# [What the task requires]
Only the lines holding "peripheral" are wanted; find them in the listing and return each one.

# [Records to use]

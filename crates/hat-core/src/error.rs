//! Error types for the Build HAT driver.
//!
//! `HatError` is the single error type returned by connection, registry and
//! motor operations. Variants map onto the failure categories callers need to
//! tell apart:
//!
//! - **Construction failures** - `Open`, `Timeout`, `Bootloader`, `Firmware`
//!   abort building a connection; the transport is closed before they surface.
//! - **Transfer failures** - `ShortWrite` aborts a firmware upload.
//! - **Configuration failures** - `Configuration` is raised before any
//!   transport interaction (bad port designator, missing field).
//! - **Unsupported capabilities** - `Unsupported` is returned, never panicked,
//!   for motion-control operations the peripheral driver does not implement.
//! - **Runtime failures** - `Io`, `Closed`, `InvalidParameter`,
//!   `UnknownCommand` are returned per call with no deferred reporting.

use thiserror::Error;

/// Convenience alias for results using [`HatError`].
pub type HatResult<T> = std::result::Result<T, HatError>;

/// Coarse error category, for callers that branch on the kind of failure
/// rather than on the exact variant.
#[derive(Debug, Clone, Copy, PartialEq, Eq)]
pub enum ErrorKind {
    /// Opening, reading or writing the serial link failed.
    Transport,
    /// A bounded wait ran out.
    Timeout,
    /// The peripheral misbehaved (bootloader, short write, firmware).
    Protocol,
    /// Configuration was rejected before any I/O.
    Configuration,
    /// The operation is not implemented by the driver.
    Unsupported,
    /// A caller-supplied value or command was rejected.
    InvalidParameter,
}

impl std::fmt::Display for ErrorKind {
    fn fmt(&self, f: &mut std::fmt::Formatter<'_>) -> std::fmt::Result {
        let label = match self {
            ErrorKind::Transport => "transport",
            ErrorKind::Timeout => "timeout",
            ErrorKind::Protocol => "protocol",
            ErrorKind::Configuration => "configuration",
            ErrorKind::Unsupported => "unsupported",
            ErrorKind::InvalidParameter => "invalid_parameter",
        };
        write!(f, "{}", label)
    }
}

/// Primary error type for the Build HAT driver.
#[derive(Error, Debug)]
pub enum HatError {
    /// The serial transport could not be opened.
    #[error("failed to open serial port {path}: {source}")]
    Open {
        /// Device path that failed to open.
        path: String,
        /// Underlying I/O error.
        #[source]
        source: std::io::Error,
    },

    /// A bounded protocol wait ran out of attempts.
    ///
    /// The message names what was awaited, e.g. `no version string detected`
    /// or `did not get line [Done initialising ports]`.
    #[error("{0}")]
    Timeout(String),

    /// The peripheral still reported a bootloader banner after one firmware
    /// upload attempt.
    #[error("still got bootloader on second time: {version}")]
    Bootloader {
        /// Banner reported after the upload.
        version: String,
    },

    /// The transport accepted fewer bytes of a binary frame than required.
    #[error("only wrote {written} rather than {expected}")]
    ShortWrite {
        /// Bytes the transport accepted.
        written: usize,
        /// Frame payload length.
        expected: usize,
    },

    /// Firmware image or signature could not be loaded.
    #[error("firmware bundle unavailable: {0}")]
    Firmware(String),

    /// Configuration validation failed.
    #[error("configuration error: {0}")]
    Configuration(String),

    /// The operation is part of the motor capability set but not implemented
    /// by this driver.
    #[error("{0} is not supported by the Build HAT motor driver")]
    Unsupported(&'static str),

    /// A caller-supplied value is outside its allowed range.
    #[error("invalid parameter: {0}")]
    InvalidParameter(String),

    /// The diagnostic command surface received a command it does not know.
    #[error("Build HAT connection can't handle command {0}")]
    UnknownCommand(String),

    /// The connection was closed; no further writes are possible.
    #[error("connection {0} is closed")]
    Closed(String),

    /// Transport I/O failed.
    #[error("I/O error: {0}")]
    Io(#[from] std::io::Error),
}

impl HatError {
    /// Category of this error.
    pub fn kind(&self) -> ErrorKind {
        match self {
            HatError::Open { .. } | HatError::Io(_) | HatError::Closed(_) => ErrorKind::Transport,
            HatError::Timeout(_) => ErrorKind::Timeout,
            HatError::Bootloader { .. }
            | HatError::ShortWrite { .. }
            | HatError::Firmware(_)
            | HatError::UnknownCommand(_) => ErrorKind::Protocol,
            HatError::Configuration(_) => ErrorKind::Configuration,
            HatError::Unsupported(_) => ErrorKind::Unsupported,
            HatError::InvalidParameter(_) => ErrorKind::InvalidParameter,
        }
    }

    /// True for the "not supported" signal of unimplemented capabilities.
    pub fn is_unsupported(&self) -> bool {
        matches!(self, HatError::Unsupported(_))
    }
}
==
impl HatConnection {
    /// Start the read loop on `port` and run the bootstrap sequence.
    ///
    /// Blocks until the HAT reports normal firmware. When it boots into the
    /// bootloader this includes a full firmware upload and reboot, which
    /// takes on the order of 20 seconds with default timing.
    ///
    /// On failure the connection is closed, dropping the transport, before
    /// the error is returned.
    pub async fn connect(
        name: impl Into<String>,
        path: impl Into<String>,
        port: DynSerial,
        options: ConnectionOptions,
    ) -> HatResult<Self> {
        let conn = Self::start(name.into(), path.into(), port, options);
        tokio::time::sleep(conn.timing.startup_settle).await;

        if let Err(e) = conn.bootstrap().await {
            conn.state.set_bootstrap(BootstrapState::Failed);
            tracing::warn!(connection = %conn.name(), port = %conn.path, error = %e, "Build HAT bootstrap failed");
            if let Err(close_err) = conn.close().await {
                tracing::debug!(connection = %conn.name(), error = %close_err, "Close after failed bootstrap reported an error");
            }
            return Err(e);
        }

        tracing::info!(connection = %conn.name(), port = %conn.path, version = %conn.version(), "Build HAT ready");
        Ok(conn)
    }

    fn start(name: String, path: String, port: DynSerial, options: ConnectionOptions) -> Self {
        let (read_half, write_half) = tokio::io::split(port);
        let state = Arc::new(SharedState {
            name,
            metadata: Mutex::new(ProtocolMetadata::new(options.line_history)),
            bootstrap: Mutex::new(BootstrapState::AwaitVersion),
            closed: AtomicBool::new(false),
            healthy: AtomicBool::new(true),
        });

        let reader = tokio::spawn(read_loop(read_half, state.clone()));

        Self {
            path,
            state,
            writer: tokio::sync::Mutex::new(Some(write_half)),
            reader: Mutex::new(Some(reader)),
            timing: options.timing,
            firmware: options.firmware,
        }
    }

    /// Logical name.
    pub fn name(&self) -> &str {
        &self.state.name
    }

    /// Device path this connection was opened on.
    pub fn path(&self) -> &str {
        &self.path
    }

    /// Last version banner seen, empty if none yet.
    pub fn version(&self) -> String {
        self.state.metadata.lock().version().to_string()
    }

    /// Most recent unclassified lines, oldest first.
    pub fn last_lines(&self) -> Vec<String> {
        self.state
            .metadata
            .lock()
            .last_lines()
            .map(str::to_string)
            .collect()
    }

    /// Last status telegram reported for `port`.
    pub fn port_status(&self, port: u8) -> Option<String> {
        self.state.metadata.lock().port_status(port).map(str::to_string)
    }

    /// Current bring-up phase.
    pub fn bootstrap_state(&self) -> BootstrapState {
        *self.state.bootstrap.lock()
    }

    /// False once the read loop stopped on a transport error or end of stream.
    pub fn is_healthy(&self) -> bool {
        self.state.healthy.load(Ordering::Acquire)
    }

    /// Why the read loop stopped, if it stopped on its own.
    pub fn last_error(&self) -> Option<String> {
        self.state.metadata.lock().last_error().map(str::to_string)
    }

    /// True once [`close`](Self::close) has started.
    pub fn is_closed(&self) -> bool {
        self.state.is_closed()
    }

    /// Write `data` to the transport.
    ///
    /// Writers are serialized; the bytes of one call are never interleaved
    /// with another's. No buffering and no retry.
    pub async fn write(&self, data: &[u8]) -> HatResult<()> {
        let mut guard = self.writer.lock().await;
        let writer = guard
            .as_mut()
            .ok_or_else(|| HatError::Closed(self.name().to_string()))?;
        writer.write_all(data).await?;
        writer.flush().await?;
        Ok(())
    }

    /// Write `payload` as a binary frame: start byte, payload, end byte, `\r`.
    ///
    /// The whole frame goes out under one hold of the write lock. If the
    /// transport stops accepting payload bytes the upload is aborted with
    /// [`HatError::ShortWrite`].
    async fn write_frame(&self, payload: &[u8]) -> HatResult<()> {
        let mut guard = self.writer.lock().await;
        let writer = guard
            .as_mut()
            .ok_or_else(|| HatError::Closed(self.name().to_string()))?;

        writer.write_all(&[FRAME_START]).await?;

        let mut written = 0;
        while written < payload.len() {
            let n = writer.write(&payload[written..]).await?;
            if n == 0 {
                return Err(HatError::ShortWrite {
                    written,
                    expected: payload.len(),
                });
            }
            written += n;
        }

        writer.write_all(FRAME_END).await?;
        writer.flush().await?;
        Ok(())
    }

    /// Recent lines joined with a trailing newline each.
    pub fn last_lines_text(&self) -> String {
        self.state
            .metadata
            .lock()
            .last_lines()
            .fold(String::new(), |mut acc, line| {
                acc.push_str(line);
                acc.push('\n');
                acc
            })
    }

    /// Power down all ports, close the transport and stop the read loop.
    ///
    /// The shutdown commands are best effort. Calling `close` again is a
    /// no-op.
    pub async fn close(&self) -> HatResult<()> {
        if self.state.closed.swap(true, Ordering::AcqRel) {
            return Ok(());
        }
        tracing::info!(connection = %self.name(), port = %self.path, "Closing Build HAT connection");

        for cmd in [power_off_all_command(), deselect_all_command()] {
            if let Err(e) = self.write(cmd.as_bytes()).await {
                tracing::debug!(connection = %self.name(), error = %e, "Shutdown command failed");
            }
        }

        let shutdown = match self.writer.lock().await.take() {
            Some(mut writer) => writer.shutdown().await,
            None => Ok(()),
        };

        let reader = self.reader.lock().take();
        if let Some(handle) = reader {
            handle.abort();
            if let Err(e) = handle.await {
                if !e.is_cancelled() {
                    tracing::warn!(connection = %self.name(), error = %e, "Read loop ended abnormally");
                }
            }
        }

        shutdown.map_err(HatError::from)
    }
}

# [Result for this task]
//!   for motion-control operations the peripheral driver does not implement.
    /// The peripheral misbehaved (bootloader, short write, firmware).
    /// The peripheral still reported a bootloader banner after one firmware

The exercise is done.